Thanks to industry clients and a US$2-million Advanced Technology Program grant from the U.S. Department of Commerce (awarded to high-tech projects likely to impact the U.S. economy), Newton, Massachusetts-based Zoesis Studios is aiming to create a new generation of richer, thinking computer beings that will ultimately change the way video games are played.
Combining elements of artificial intelligence and cognitive and computer science with the principals of animation and drama, Zoesis builds digital brains for its on-screen characters that make them aware of social reactions and environment. These digi-characters are able to react to what the player does, engaging in a two-way relationship rather than simply playing out prerecorded audio and video clips. In other words, the character has a mind of its own.
At the Game Developer’s Conference in March, Zoesis introduced its latest ATP-funded video game prototype The Pearl Demon. The game charges players with stealing treasure away from a greedy monster, and this antagonist is programmed to give unique physical and verbal responses when players text in communication. ‘It’s still in the demo stage,’ says Zoesis CEO Ellen Bossart, ‘but the goal is that you should be able to say totally out-of-context things like ‘How about them Red Sox,’ and the demon will respond in a way that is appropriate.’
In 2001, Zoesis applied its technology to the commercial websites of McDonald’s and Heinz via personalized ketchup bottles and cheeseburgers. Research showed that brand appeal amongst site users went up 40% while these characters were up. With help from the second part of the ATP grant, Bossart hopes to tackle complex humanistic entities next, so kids might soon be able to interact in a more meaningful and personal way with spokescharacters such as Ronald McDonald on-line.
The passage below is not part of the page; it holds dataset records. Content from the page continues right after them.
use std::fmt;
use std::str::FromStr;

use num_bigint::BigUint;
use serde::{Deserialize, Serialize};

use crate::error::Error;

/// Unsigned token quantity in base units.
#[derive(Debug, Clone, Default, PartialEq, Eq, PartialOrd, Ord, Hash, Serialize, Deserialize)]
pub struct Amount(BigUint);

impl Amount {
    pub fn zero() -> Self {
        Self(BigUint::default())
    }

    pub fn is_zero(&self) -> bool {
        self.0 == BigUint::default()
    }

    pub fn as_biguint(&self) -> &BigUint {
        &self.0
    }

    /// Render with `decimals` fractional digits, trailing zeros trimmed down
    /// to at least one (`"50.0"`).
    pub fn format_units(&self, decimals: u8) -> String {
        let digits = self.0.to_string();
        let decimals = usize::from(decimals);
        if decimals == 0 {
            return digits;
        }

        // Left-pad so there is always at least one whole digit.
        let padded = format!("{digits:0>width$}", width = decimals + 1);
        let (whole, fraction) = padded.split_at(padded.len() - decimals);
        match fraction.trim_end_matches('0') {
            "" => format!("{whole}.0"),
            fraction => format!("{whole}.{fraction}"),
        }
    }

    /// Parse a decimal string such as `"1.5"` into base units.
    pub fn parse_units(text: &str, decimals: u8) -> Result<Self, Error> {
        let text = text.trim();
        let (integer_part, fraction) = text.split_once('.').unwrap_or((text, ""));
        let decimals = decimals as usize;

        if integer_part.is_empty() && fraction.is_empty() {
            return Err(Error::InvalidAmount(format!("empty amount: {text:?}")));
        }
        if !integer_part.chars().chain(fraction.chars()).all(|c| c.is_ascii_digit()) {
            return Err(Error::InvalidAmount(format!("not a decimal number: {text:?}")));
        }
        if fraction.len() > decimals {
            return Err(Error::InvalidAmount(format!(
                "more than {decimals} fractional digits: {text:?}"
            )));
        }

        let mut digits = String::with_capacity(integer_part.len() + decimals);
        digits.push_str(integer_part);
        digits.push_str(fraction);
        digits.extend(std::iter::repeat_n('0', decimals - fraction.len()));

        BigUint::parse_bytes(digits.as_bytes(), 10)
            .map(Self)
            .ok_or_else(|| Error::InvalidAmount(format!("not a decimal number: {text:?}")))
    }
}

impl From<u64> for Amount {
    fn from(value: u64) -> Self {
        Self(BigUint::from(value))
    }
}

impl From<BigUint> for Amount {
    fn from(value: BigUint) -> Self {
        Self(value)
    }
}

impl From<Amount> for BigUint {
    fn from(value: Amount) -> Self {
        value.0
    }
}

impl FromStr for Amount {
    type Err = Error;

    /// Parse a raw base-unit integer.
    fn from_str(s: &str) -> Result<Self, Self::Err> {
        Self::parse_units(s, 0)
    }
}

impl fmt::Display for Amount {
    fn fmt(&self, f: &mut fmt::Formatter<'_>) -> fmt::Result {
        write!(f, "{}", self.0)
    }
}

/// Token metadata. Fetched once per session.
#[derive(Debug, Clone, PartialEq, Eq, Serialize, Deserialize)]
pub struct TokenMetadata {
    pub name: String,
    pub symbol: String,
}

/// Mutable on-chain quantities, refreshed by polling.
#[derive(Debug, Clone, Default, PartialEq, Eq, Serialize, Deserialize)]
pub struct TokenBalanceState {
    pub balance: Option<Amount>,
    pub total_supply: Option<Amount>,
}

/// Last-fetched token data for the current session.
///
/// A failed refresh never reaches the cache, so the prior value is kept.
#[derive(Debug, Clone, Default)]
pub struct TokenDataCache {
    metadata: Option<TokenMetadata>,
    balances: TokenBalanceState,
}

impl TokenDataCache {
    pub fn new() -> Self {
        Self::default()
    }

    pub fn metadata(&self) -> Option<&TokenMetadata> {
        self.metadata.as_ref()
    }

    pub fn balances(&self) -> &TokenBalanceState {
        &self.balances
    }

    /// Record metadata for the session. Returns `false` (and keeps the
    /// existing value) if metadata was already recorded.
    pub fn set_metadata(&mut self, metadata: TokenMetadata) -> bool {
        if self.metadata.is_some() {
            return false;
        }
        self.metadata = Some(metadata);
        true
    }

    pub fn record_balance(&mut self, balance: Amount) {
        self.balances.balance = Some(balance);
    }

    pub fn record_total_supply(&mut self, total_supply: Amount) {
        self.balances.total_supply = Some(total_supply);
    }

    pub fn clear(&mut self) {
        *self = Self::default();
    }
}

#[cfg(test)]
mod tests {
    use super::*;

    #[test]
    fn test_format_units() {
        assert_eq!(Amount::from(1_000_000u64).format_units(6), "1.0");
        assert_eq!(Amount::from(1_500_000u64).format_units(6), "1.5");
        assert_eq!(Amount::from(500_000u64).format_units(6), "0.5");
        assert_eq!(Amount::from(123u64).format_units(6), "0.000123");
        assert_eq!(Amount::zero().format_units(18), "0.0");
        assert_eq!(Amount::from(42u64).format_units(0), "42");
    }

    #[test]
    fn test_parse_units() {
        assert_eq!(
            Amount::parse_units("1.5", 18).unwrap(),
            Amount::from(1_500_000_000_000_000_000u64)
        );
        assert_eq!(Amount::parse_units("10", 0).unwrap(), Amount::from(10u64));
        assert_eq!(Amount::parse_units(".25", 2).unwrap(), Amount::from(25u64));
        assert_eq!("1000".parse::<Amount>().unwrap(), Amount::from(1000u64));
    }

    #[test]
    fn test_parse_units_rejects_bad_input() {
        assert!(Amount::parse_units("", 18).is_err());
        assert!(Amount::parse_units("-1", 18).is_err());
        assert!(Amount::parse_units("1.2.3", 18).is_err());
        assert!(Amount::parse_units("0.001", 2).is_err());
        assert!("1.5".parse::<Amount>().is_err());
    }

    #[test]
    fn test_metadata_recorded_once() {
        let mut cache = TokenDataCache::new();
        assert!(cache.set_metadata(TokenMetadata {
            name: "My Hardhat Token".to_string(),
            symbol: "MHT".to_string(),
        }));
        assert!(!cache.set_metadata(TokenMetadata {
            name: "Other".to_string(),
            symbol: "OTH".to_string(),
        }));
        assert_eq!(cache.metadata().map(|m| m.symbol.as_str()), Some("MHT"));
    }

    #[test]
    fn test_cache_cleared() {
        let mut cache = TokenDataCache::new();
        cache.set_metadata(TokenMetadata {
            name: "T".to_string(),
            symbol: "T".to_string(),
        });
        cache.record_total_supply(Amount::from(1000u64));
        cache.record_balance(Amount::from(50u64));
        assert_eq!(cache.balances().balance, Some(Amount::from(50u64)));

        cache.clear();
        assert!(cache.metadata().is_none());
        assert_eq!(cache.balances(), &TokenBalanceState::default());
    }
}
Although Zoesis’ main focus is to perfect limb-based interactive figures, the studio is also working on an e-learning application to help kids build emotional and social intelligence. Set to debut as a consumer product in Q4 2005, Bossart believes the communication avenues these on-screen characters can forge will help kids who are uncomfortable in social situations.
Zoesis’ long-term goal is to open up a new relationship-building genre in the video game market, which currently centers around action-adventure and role-playing game play and rakes in US$10 billion a year. The plan, says Bossart, is to focus on comedy and romance as themes: ‘For example,’ she muses, ‘if you did an interactive soap opera with real characters, could you imagine the potential?’